The senior officer said the pressure to complete such projects was always there when asked whether the constraint of the deadline to complete the project could have caused the flyover to collapse.
“We were working round-the-clock in three shifts of eight hours each. But we were taking all the precautions and following the rule book in the casting and laying of girders. The project completion deadline was December 2018 and we had completed 56% work on the bridge,” Mittal said.
“Traffic movement should not have been allowed underneath the bridge. It’s a very congested area. We had written several letters to the police and administration authorities to regulate and impose traffic restrictions around the construction site. But our requests went unheeded,” he added.
The corporation, which has earlier won praise for doing good work and constructed bridges and flyovers in Indian cities as well as in as well as Iraq, Yemen and Nepal, has come under investigation twice earlier.
The state government ordered an inquiry into both the incidents but didn’t take any action against top engineers and officers for the poor quality of construction work.
Mittal said the corporation has stopped all the construction work on its ongoing projects in the state and it will start only after the safety norms at the sites are analysed to check a repeat of the Varanasi incident.
The corporation is constructing 115 bridges and flyovers worth ?3,464 crore and 68 railway over bridges (ROBs) worth ?2,056 crore across the state in the financial year 2018-19. The state government has set the target to complete the construction of the bridges, flyovers and ROBs by the end of the year.

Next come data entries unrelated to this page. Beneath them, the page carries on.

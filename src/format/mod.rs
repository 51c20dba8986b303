//! On-disk format
//!
//! A store file is one fixed-size header followed by a packed record stream.
//!
//! ## File Format
//! ```text
//! ┌─────────────────────────────────────────────────────────────┐
//! │ Header (96 bytes)                                           │
//! │   Version: u32 (4) | KeyCount: u16 (2) | Magic (90, padded) │
//! ├─────────────────────────────────────────────────────────────┤
//! │ Record Stream (variable)                                    │
//! │   [KeyLen: u16][ValLen: u16][Key][Value]                    │
//! │   ... repeated KeyCount times, ascending key order ...      │
//! └─────────────────────────────────────────────────────────────┘
//! ```
//!
//! All integers are little-endian. Records carry no padding and no
//! separators, and nothing follows the last record.

mod header;
mod record;

pub use header::{
    decode_version, encode_version, read_key_count, validate_header, write_header, FormatVersion,
};
pub use record::{encode_record, record_len, RecordCursor, RecordRef};
pub(crate) use record::read_record;

// =============================================================================
// Shared Constants (used by writer, inspector, reader)
// =============================================================================

/// Total header size; reserved even when the store holds no keys
pub const HEADER_SIZE: usize = 96;

/// Offset of the u16 key count, right after the u32 version
pub const KEY_COUNT_OFFSET: usize = 4;

/// Offset of the magic string, right after the key count
pub const MAGIC_OFFSET: usize = 6;

/// Magic string identifying a FixedKV file
pub const MAGIC: &[u8] = b"FixedKV database";

/// Per-record prefix: KeyLen (2) + ValLen (2)
pub const RECORD_HEADER_SIZE: usize = 4;

/// Format version written by this crate and required on read
pub const CURRENT_VERSION: FormatVersion = FormatVersion::new(1, 0, 0);
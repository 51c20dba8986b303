//! MemTable implementation
//!
//! BTreeMap keyed by raw bytes.

use std::collections::btree_map;
use std::collections::BTreeMap;

use crate::format::{record_len, RECORD_HEADER_SIZE};

/// Sorted key → value map with a running encoded-size counter
#[derive(Debug, Default, Clone)]
pub struct MemTable {
    data: BTreeMap<Vec<u8>, Vec<u8>>,
    /// Sum of `record_len` over every entry
    encoded_size: usize,
}

impl MemTable {
    /// Create a new empty MemTable
    pub fn new() -> Self {
        Self::default()
    }

    /// Get a value by key
    pub fn get(&self, key: &[u8]) -> Option<&[u8]> {
        self.data.get(key).map(Vec::as_slice)
    }

    /// Insert or overwrite. Returns the previous value when the key existed.
    pub fn put(&mut self, key: Vec<u8>, value: Vec<u8>) -> Option<Vec<u8>> {
        let added = record_len(&key, &value);
        let key_len = key.len();
        let previous = self.data.insert(key, value);

        self.encoded_size += added;
        if let Some(old) = &previous {
            self.encoded_size -= RECORD_HEADER_SIZE + key_len + old.len();
        }

        previous
    }

    pub fn contains_key(&self, key: &[u8]) -> bool {
        self.data.contains_key(key)
    }

    /// Number of entries
    pub fn len(&self) -> usize {
        self.data.len()
    }

    pub fn is_empty(&self) -> bool {
        self.data.is_empty()
    }

    /// Bytes the record stream would occupy if saved now (header excluded)
    pub fn encoded_size(&self) -> usize {
        self.encoded_size
    }

    /// Entries in ascending key order
    pub fn iter(&self) -> btree_map::Iter<'_, Vec<u8>, Vec<u8>> {
        self.data.iter()
    }
}
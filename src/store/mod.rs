//! Store Module
//!
//! The read-write entry point. Opening a path yields one of two variants:
//!
//! - [`Writer`] when the file is empty (newly created): pairs accumulate in an
//!   ordered in-memory table and `save` rewrites the whole file.
//! - [`Inspector`] when the file already holds a saved store: writes are
//!   rejected with `Readonly`, lookups scan the file and memoize hits.
//!
//! Both share the [`ReadView`] capability with [`crate::Reader`].

mod backing;
mod inspector;
mod writer;

use std::fs::OpenOptions;
use std::io::Read;
use std::path::Path;

use crate::config::Config;
use crate::error::{FixedKvError, Result};
use crate::format::{self, FormatVersion, HEADER_SIZE};

pub use inspector::Inspector;
pub use writer::Writer;

/// Read access shared by every handle type
pub trait ReadView {
    /// Value stored under `key`, or `None` if absent
    fn lookup(&self, key: &[u8]) -> Result<Option<Vec<u8>>>;

    /// Format version of the store behind this handle
    fn version(&self) -> FormatVersion;
}

/// Which variant `open` produced
#[derive(Debug, Clone, Copy, PartialEq, Eq)]
pub enum Mode {
    Writable,
    Readonly,
}

/// A store opened for read-write access
#[derive(Debug)]
pub enum FixedKv {
    Writable(Writer),
    Readonly(Inspector),
}

impl FixedKv {
    /// Open or create a store at `path` with the default config
    pub fn open(path: impl AsRef<Path>) -> Result<Self> {
        Self::open_with_config(path, Config::default())
    }

    /// Open or create a store at `path`
    ///
    /// - empty file → [`FixedKv::Writable`]
    /// - at least `HEADER_SIZE` bytes with a valid header → [`FixedKv::Readonly`]
    /// - anything else → `InvalidHeader`
    pub fn open_with_config(path: impl AsRef<Path>, config: Config) -> Result<Self> {
        let path = path.as_ref();
        let mut file = OpenOptions::new()
            .read(true)
            .write(true)
            .create(config.create_if_missing)
            .open(path)?;

        let mut header = Vec::with_capacity(HEADER_SIZE);
        (&mut file).take(HEADER_SIZE as u64).read_to_end(&mut header)?;
        file.sync_all()?;

        if header.is_empty() {
            tracing::debug!(path = %path.display(), "opened empty file, writable");
            return Ok(FixedKv::Writable(Writer::new(path, file, config)));
        }

        if header.len() < HEADER_SIZE {
            return Err(FixedKvError::InvalidHeader(format!(
                "file holds {} bytes, header needs {}",
                header.len(),
                HEADER_SIZE
            )));
        }
        if !format::validate_header(&header) {
            return Err(FixedKvError::InvalidHeader(
                "version or magic mismatch".to_string(),
            ));
        }

        let version = FormatVersion::decode(u32::from_le_bytes([
            header[0], header[1], header[2], header[3],
        ]));
        let key_count = format::read_key_count(&header);

        tracing::debug!(
            path = %path.display(),
            keys = key_count,
            "opened existing store, readonly"
        );
        Ok(FixedKv::Readonly(Inspector::new(path, file, version, key_count)))
    }

    pub fn mode(&self) -> Mode {
        match self {
            FixedKv::Writable(_) => Mode::Writable,
            FixedKv::Readonly(_) => Mode::Readonly,
        }
    }

    pub fn is_readonly(&self) -> bool {
        self.mode() == Mode::Readonly
    }

    /// Insert or overwrite a pair in memory. Fails with `Readonly` on an
    /// existing store.
    pub fn set(&self, key: &[u8], value: &[u8]) -> Result<Option<Vec<u8>>> {
        match self {
            FixedKv::Writable(w) => w.set(key, value),
            FixedKv::Readonly(_) => Err(FixedKvError::Readonly),
        }
    }

    pub fn get(&self, key: &[u8]) -> Result<Option<Vec<u8>>> {
        match self {
            FixedKv::Writable(w) => w.get(key),
            FixedKv::Readonly(r) => r.get(key),
        }
    }

    /// Persist every pair. Fails with `Readonly` on an existing store.
    pub fn save(&self) -> Result<()> {
        match self {
            FixedKv::Writable(w) => w.save(),
            FixedKv::Readonly(_) => Err(FixedKvError::Readonly),
        }
    }

    /// Release the file. Does not save.
    pub fn close(&self) -> Result<()> {
        match self {
            FixedKv::Writable(w) => w.close(),
            FixedKv::Readonly(r) => r.close(),
        }
    }

    /// Entries in memory for a writable store, declared key count otherwise
    pub fn len(&self) -> usize {
        match self {
            FixedKv::Writable(w) => w.len(),
            FixedKv::Readonly(r) => r.key_count() as usize,
        }
    }

    pub fn is_empty(&self) -> bool {
        self.len() == 0
    }

    pub fn path(&self) -> &Path {
        match self {
            FixedKv::Writable(w) => w.path(),
            FixedKv::Readonly(r) => r.path(),
        }
    }

    pub fn version(&self) -> FormatVersion {
        match self {
            FixedKv::Writable(w) => w.version(),
            FixedKv::Readonly(r) => r.version(),
        }
    }
}

impl ReadView for FixedKv {
    fn lookup(&self, key: &[u8]) -> Result<Option<Vec<u8>>> {
        self.get(key)
    }

    fn version(&self) -> FormatVersion {
        FixedKv::version(self)
    }
}
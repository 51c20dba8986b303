//! Readonly store
//!
//! A store opened against a file that already holds a saved image. Writes are
//! not offered here; lookups scan the file and memoize what they find.

use std::fs::File;
use std::path::{Path, PathBuf};

use parking_lot::RwLock;

use crate::error::Result;
use crate::format::FormatVersion;

use super::backing::{self, Backing};
use super::ReadView;

#[derive(Debug)]
pub struct Inspector {
    path: PathBuf,
    version: FormatVersion,
    key_count: u16,
    state: RwLock<Backing>,
}

impl Inspector {
    pub(crate) fn new(path: &Path, file: File, version: FormatVersion, key_count: u16) -> Self {
        Self {
            path: path.to_path_buf(),
            version,
            key_count,
            state: RwLock::new(Backing::new(file)),
        }
    }

    /// Look up `key`, scanning the record stream on the first miss.
    pub fn get(&self, key: &[u8]) -> Result<Option<Vec<u8>>> {
        backing::lookup(&self.state, key)
    }

    pub fn close(&self) -> Result<()> {
        backing::close(&self.state)
    }

    /// Key count declared in the header at open time
    pub fn key_count(&self) -> u16 {
        self.key_count
    }

    /// Number of records memoized by lookups so far
    pub fn cached(&self) -> usize {
        self.state.read().table.len()
    }

    pub fn path(&self) -> &Path {
        &self.path
    }

    pub fn version(&self) -> FormatVersion {
        self.version
    }
}

impl ReadView for Inspector {
    fn lookup(&self, key: &[u8]) -> Result<Option<Vec<u8>>> {
        self.get(key)
    }

    fn version(&self) -> FormatVersion {
        self.version
    }
}
//! MemTable Module
//!
//! In-memory ordered index backing a store handle.
//!
//! ## Responsibilities
//! - Hold set-but-unsaved pairs for a writable store
//! - Memoize records found by disk scan for a readonly store
//! - Ordered iteration for `save` (ascending key order)
//! - Track the encoded size so `save` can check capacity up front
//!
//! ## Data Structure Choice
//! A plain BTreeMap: ordered keys give a deterministic on-disk layout.
//! Locking is the owning handle's job, so the table itself is not shared.

mod table;

pub use table::MemTable;
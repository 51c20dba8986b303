//! Error types for FixedKV
//!
//! Provides a unified error type for all operations.

use thiserror::Error;

/// Result type alias using FixedKvError
pub type Result<T> = std::result::Result<T, FixedKvError>;

/// Unified error type for FixedKV operations
#[derive(Debug, Error)]
pub enum FixedKvError {
    // -------------------------------------------------------------------------
    // I/O Errors
    // -------------------------------------------------------------------------
    #[error("IO error: {0}")]
    Io(#[from] std::io::Error),

    // -------------------------------------------------------------------------
    // Format Errors
    // -------------------------------------------------------------------------
    #[error("invalid header format: {0}")]
    InvalidHeader(String),

    #[error("corrupt record at offset {offset}: {reason}")]
    CorruptRecord { offset: usize, reason: String },

    // -------------------------------------------------------------------------
    // Mode / Lifecycle Errors
    // -------------------------------------------------------------------------
    #[error("readonly db")]
    Readonly,

    #[error("database closed")]
    Closed,

    // -------------------------------------------------------------------------
    // Capacity Errors
    // -------------------------------------------------------------------------
    #[error("store full: {needed} bytes needed, capacity is {capacity}")]
    StoreFull { needed: usize, capacity: usize },

    #[error("key too large: {0} bytes (max {max})", max = u16::MAX)]
    KeyTooLarge(usize),

    #[error("value too large: {0} bytes (max {max})", max = u16::MAX)]
    ValueTooLarge(usize),

    #[error("too many keys: {0} (max {max})", max = u16::MAX)]
    TooManyKeys(usize),
}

It is also constructing 73 bridges/flyovers and 36 ROBs that are to be completed next year.
Mittal said the corporation had constituted teams of the engineers and experts that will visit the spots to review the construction of all the bridges, flyovers and ROBs.
“The teams will see if the security norms set by the state government has been implemented at the construction sites. The quality of the materials used in the construction of the bridges and flyovers will be also checked and there will be no construction till the teams complete the review works and submit reports within three days,” Mittal said.
“Senior engineers of the corporation will analyse all the reports and construction work will commence only after they give green signal,” he added.
State public works department minister Keshav Prasad Maurya, who is also the deputy chief minister, directed the corporation’s officers to review all the projects and ensure implementation of the safety norms on a priority basis during his visit to Varanasi on Tuesday.
Chief minister Yogi Adityanath also inquired about the reasons and why safety norms were not implemented.
Mittal expressed sympathy with the family members of those killed and said all the employees of the corporation have decided to donate a day’s salary to the chief minister’s relief fund.
“We have around 4,000 employees and all the unions have conveyed their decision to me that they would be donating a day’s wage to the fund for the kin of the victims,” he said.